> [Your instructions]: Word for word, transcribe the data below from the line with "pub fn with_run_id(mut" to the line with "pub fn new(stage_name: impl", keeping both of those lines.

*** Opening of The data ***

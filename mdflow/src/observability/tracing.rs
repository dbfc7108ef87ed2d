//! Span attributes and timing for pipeline runs.

use serde::{Deserialize, Serialize};
use std::collections::HashMap;
use std::time::Instant;

/// Attributes describing one pipeline run.
#[derive(Debug, Clone, Default, Serialize, Deserialize)]
pub struct RunSpanAttributes {
    /// Pipeline name.
    pub pipeline_name: Option<String>,
    /// Run ID.
    pub run_id: Option<String>,
    /// Root work directory.
    pub root_work_dir: Option<String>,
    /// Whether stages are re-run regardless of existing outputs.
    pub force: bool,
}

impl RunSpanAttributes {
    /// Creates empty run attributes.
    #[must_use]
    pub fn new() -> Self {
        Self::default()
    }

    /// Sets the pipeline name.
    #[must_use]
    pub fn with_pipeline_name(mut self, name: impl Into<String>) -> Self {
        self.pipeline_name = Some(name.into());
        self
    }

    /// Sets the run ID.
    #[must_use]
    pub fn with_run_id(mut self, id: impl Into<String>) -> Self {
        self.run_id = Some(id.into());
        self
    }

    /// Sets the root work directory.
    #[must_use]
    pub fn with_root_work_dir(mut self, dir: impl Into<String>) -> Self {
        self.root_work_dir = Some(dir.into());
        self
    }

    /// Sets the force flag.
    #[must_use]
    pub fn with_force(mut self, force: bool) -> Self {
        self.force = force;
        self
    }

    /// Converts to flat `pipeline.*` attributes.
    #[must_use]
    pub fn to_attributes(&self) -> HashMap<String, String> {
        let mut attrs = HashMap::new();
        if let Some(ref v) = self.pipeline_name {
            attrs.insert("pipeline.name".to_string(), v.clone());
        }
        if let Some(ref v) = self.run_id {
            attrs.insert("pipeline.run_id".to_string(), v.clone());
        }
        if let Some(ref v) = self.root_work_dir {
            attrs.insert("pipeline.root_work_dir".to_string(), v.clone());
        }
        attrs.insert("pipeline.force".to_string(), self.force.to_string());
        attrs
    }

    /// Converts to an event payload.
    #[must_use]
    pub fn to_event_data(&self) -> serde_json::Value {
        serde_json::json!(self.to_attributes())
    }
}

/// Attributes describing one stage execution.
#[derive(Debug, Clone, Default, Serialize, Deserialize)]
pub struct StageSpanAttributes {
    /// Stage name.
    pub stage_name: String,
    /// Position of the stage in the pipeline.
    pub index: usize,
    /// Stage directory.
    pub output_dir: Option<String>,
    /// Terminal status.
    pub status: Option<String>,
    /// Duration in milliseconds.
    pub duration_ms: Option<f64>,
    /// Failure description.
    pub error: Option<String>,
}

impl StageSpanAttributes {
    /// Creates stage attributes.
    #[must_use]
    pub fn new(stage_name: impl Into<String>, index: usize) -> Self {
        Self {
            stage_name: stage_name.into(),
            index,
            ..Default::default()
        }
    }

    /// Sets the stage directory.
    #[must_use]
    pub fn with_output_dir(mut self, dir: impl Into<String>) -> Self {
        self.output_dir = Some(dir.into());
        self
    }

    /// Sets the stage status.
    #[must_use]
    pub fn with_status(mut self, status: impl Into<String>) -> Self {
        self.status = Some(status.into());
        self
    }

    /// Sets the duration.
    #[must_use]
    pub fn with_duration_ms(mut self, duration_ms: f64) -> Self {
        self.duration_ms = Some(duration_ms);
        self
    }

    /// Sets the error.
    #[must_use]
    pub fn with_error(mut self, error: impl Into<String>) -> Self {
        self.error = Some(error.into());
        self
    }

    /// Converts to flat `stage.*` attributes.
    #[must_use]
    pub fn to_attributes(&self) -> HashMap<String, String> {
        let mut attrs = HashMap::new();
        attrs.insert("stage.name".to_string(), self.stage_name.clone());
        attrs.insert("stage.index".to_string(), self.index.to_string());
        if let Some(ref v) = self.output_dir {
            attrs.insert("stage.output_dir".to_string(), v.clone());
        }
        if let Some(ref v) = self.status {
            attrs.insert("stage.status".to_string(), v.clone());
        }
        if let Some(v) = self.duration_ms {
            attrs.insert("stage.duration_ms".to_string(), v.to_string());
        }
        if let Some(ref v) = self.error {
            attrs.insert("stage.error".to_string(), v.clone());
        }
        attrs
    }

    /// Converts to an event payload.
    #[must_use]
    pub fn to_event_data(&self) -> serde_json::Value {
        serde_json::json!(self.to_attributes())
    }
}

/// Simple span timing helper.
#[derive(Debug)]
pub struct SpanTimer {
    start: Instant,
    name: String,
}

impl SpanTimer {
    /// Starts a new span timer.
    #[must_use]
    pub fn start(name: impl Into<String>) -> Self {
        Self {
            start: Instant::now(),
            name: name.into(),
        }
    }

    /// Returns the elapsed time in milliseconds.
    #[must_use]
    pub fn elapsed_ms(&self) -> f64 {
        self.start.elapsed().as_secs_f64() * 1000.0
    }

    /// Returns the span name.
    #[must_use]
    pub fn name(&self) -> &str {
        &self.name
    }

    /// Finishes the span and returns the duration.
    #[must_use]
    pub fn finish(self) -> f64 {
        self.elapsed_ms()
    }
}
#[tokio::test]
async fn test_missing_prerequisites_fail_fast() {
    let (_dir, fx) = fixture();
    let pipeline = fx.pipeline().unwrap();

    let engine = Arc::new(ScriptedEngine::new().unlocatable());
    let err = Orchestrator::new(engine.clone())
        .run(&pipeline, &fx.root(), false, &CancellationToken::new())
        .await
        .unwrap_err();
    assert!(matches!(
        err,
        MdflowError::MissingPrerequisite(ref e) if e.kind == Prerequisite::Engine
    ));
    assert_eq!(engine.call_count(), 0);

    std::fs::remove_file(fx.settings().template_for("npt")).unwrap();
    let engine = Arc::new(ScriptedEngine::new());
    let err = Orchestrator::new(engine.clone())
        .run(&pipeline, &fx.root(), false, &CancellationToken::new())
        .await
        .unwrap_err();
    match err {
        MdflowError::MissingPrerequisite(e) => {
            assert_eq!(e.kind, Prerequisite::Template);
            assert!(e.error_info.fix_hint.is_some());
        }
        other => panic!("unexpected error: {other}"),
    }
    assert_eq!(engine.call_count(), 0);
    assert!(!fx.stage_dir(0).exists());
}

#[tokio::test]
async fn test_lifecycle_events() {
    let (_dir, fx) = fixture();
    let sink = Arc::new(CollectingEventSink::new());

    let pipeline = fx.pipeline().unwrap();
    Orchestrator::new(Arc::new(ScriptedEngine::new()))
        .with_event_sink(sink.clone())
        .run(&pipeline, &fx.root(), false, &CancellationToken::new())
        .await
        .unwrap();

    let types = sink.event_types();
    assert_eq!(types.first().map(String::as_str), Some(event_types::PIPELINE_STARTED));
    assert_eq!(types.last().map(String::as_str), Some(event_types::PIPELINE_COMPLETED));
    assert_eq!(sink.count(event_types::STAGE_STARTED), 3);
    assert_eq!(sink.count(event_types::STAGE_SUCCEEDED), 3);
    assert_eq!(sink.count(event_types::ENGINE_INVOKED), 11);
    assert_eq!(sink.count(event_types::ENGINE_COMPLETED), 11);
}

#[tokio::test]
async fn test_aborted_run_report_on_disk() {
    let (_dir, fx) = fixture();
    let engine = Arc::new(
        ScriptedEngine::new().on("npt:grompp", StubBehavior::exit(1, "Fatal error:\nmissing cpt")),
    );
    let run = run_with(&fx, engine, false).await;

    let text = std::fs::read_to_string(fx.root().join(RUN_REPORT_FILE)).unwrap();
    let stored: PipelineRun = serde_json::from_str(&text).unwrap();
    assert_eq!(stored.run_id, run.run_id);
    assert_eq!(stored.status, RunStatus::Aborted);
    assert_eq!(stored.stages.last().map(|s| s.status), Some(StageStatus::Failed));
    assert!(stored.stages[2].log_excerpt.contains("missing cpt"));
}

#[tokio::test]
async fn test_stop_after_runs_prefix() {
    let (_dir, fx) = fixture();
    let engine = Arc::new(ScriptedEngine::new());
    let pipeline = fx.pipeline().unwrap().truncated("nvt").unwrap();

    let run = Orchestrator::new(engine)
        .run(&pipeline, &fx.root(), false, &CancellationToken::new())
        .await
        .unwrap();

    assert_run_status(&run, RunStatus::Completed);
    assert_eq!(stage_dirs(&fx), vec!["00_minimization", "01_nvt"]);
}

#[tokio::test]
async fn test_overrides_reach_stage_template_copy() {
    let (_dir, mut fx) = fixture();
    fx.settings_mut()
        .overrides
        .insert("nvt".to_string(), ParameterOverrides::new().with("nsteps", 500));

    let run = run_with(&fx, Arc::new(ScriptedEngine::new()), false).await;
    assert_run_status(&run, RunStatus::Completed);

    let copy = std::fs::read_to_string(fx.stage_dir(1).join("nvt.mdp")).unwrap();
    assert!(copy.contains("nsteps = 500"));
    let original = std::fs::read_to_string(fx.settings().template_for("nvt")).unwrap();
    assert!(original.contains("50000"));
    let npt = std::fs::read_to_string(fx.stage_dir(2).join("npt.mdp")).unwrap();
    assert!(npt.contains("50000"));
}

*** Close of The data ***

> [Completed task]:
    pub fn with_run_id(mut self, id: impl Into<String>) -> Self {
        self.run_id = Some(id.into());
        self
    }

    /// Sets the root work directory.
    #[must_use]
    pub fn with_root_work_dir(mut self, dir: impl Into<String>) -> Self {
        self.root_work_dir = Some(dir.into());
        self
    }

    /// Sets the force flag.
    #[must_use]
    pub fn with_force(mut self, force: bool) -> Self {
        self.force = force;
        self
    }

    /// Converts to flat `pipeline.*` attributes.
    #[must_use]
    pub fn to_attributes(&self) -> HashMap<String, String> {
        let mut attrs = HashMap::new();
        if let Some(ref v) = self.pipeline_name {
            attrs.insert("pipeline.name".to_string(), v.clone());
        }
        if let Some(ref v) = self.run_id {
            attrs.insert("pipeline.run_id".to_string(), v.clone());
        }
        if let Some(ref v) = self.root_work_dir {
            attrs.insert("pipeline.root_work_dir".to_string(), v.clone());
        }
        attrs.insert("pipeline.force".to_string(), self.force.to_string());
        attrs
    }

    /// Converts to an event payload.
    #[must_use]
    pub fn to_event_data(&self) -> serde_json::Value {
        serde_json::json!(self.to_attributes())
    }
}

/// Attributes describing one stage execution.
#[derive(Debug, Clone, Default, Serialize, Deserialize)]
pub struct StageSpanAttributes {
    /// Stage name.
    pub stage_name: String,
    /// Position of the stage in the pipeline.
    pub index: usize,
    /// Stage directory.
    pub output_dir: Option<String>,
    /// Terminal status.
    pub status: Option<String>,
    /// Duration in milliseconds.
    pub duration_ms: Option<f64>,
    /// Failure description.
    pub error: Option<String>,
}

impl StageSpanAttributes {
    /// Creates stage attributes.
    #[must_use]
    pub fn new(stage_name: impl Into<String>, index: usize) -> Self {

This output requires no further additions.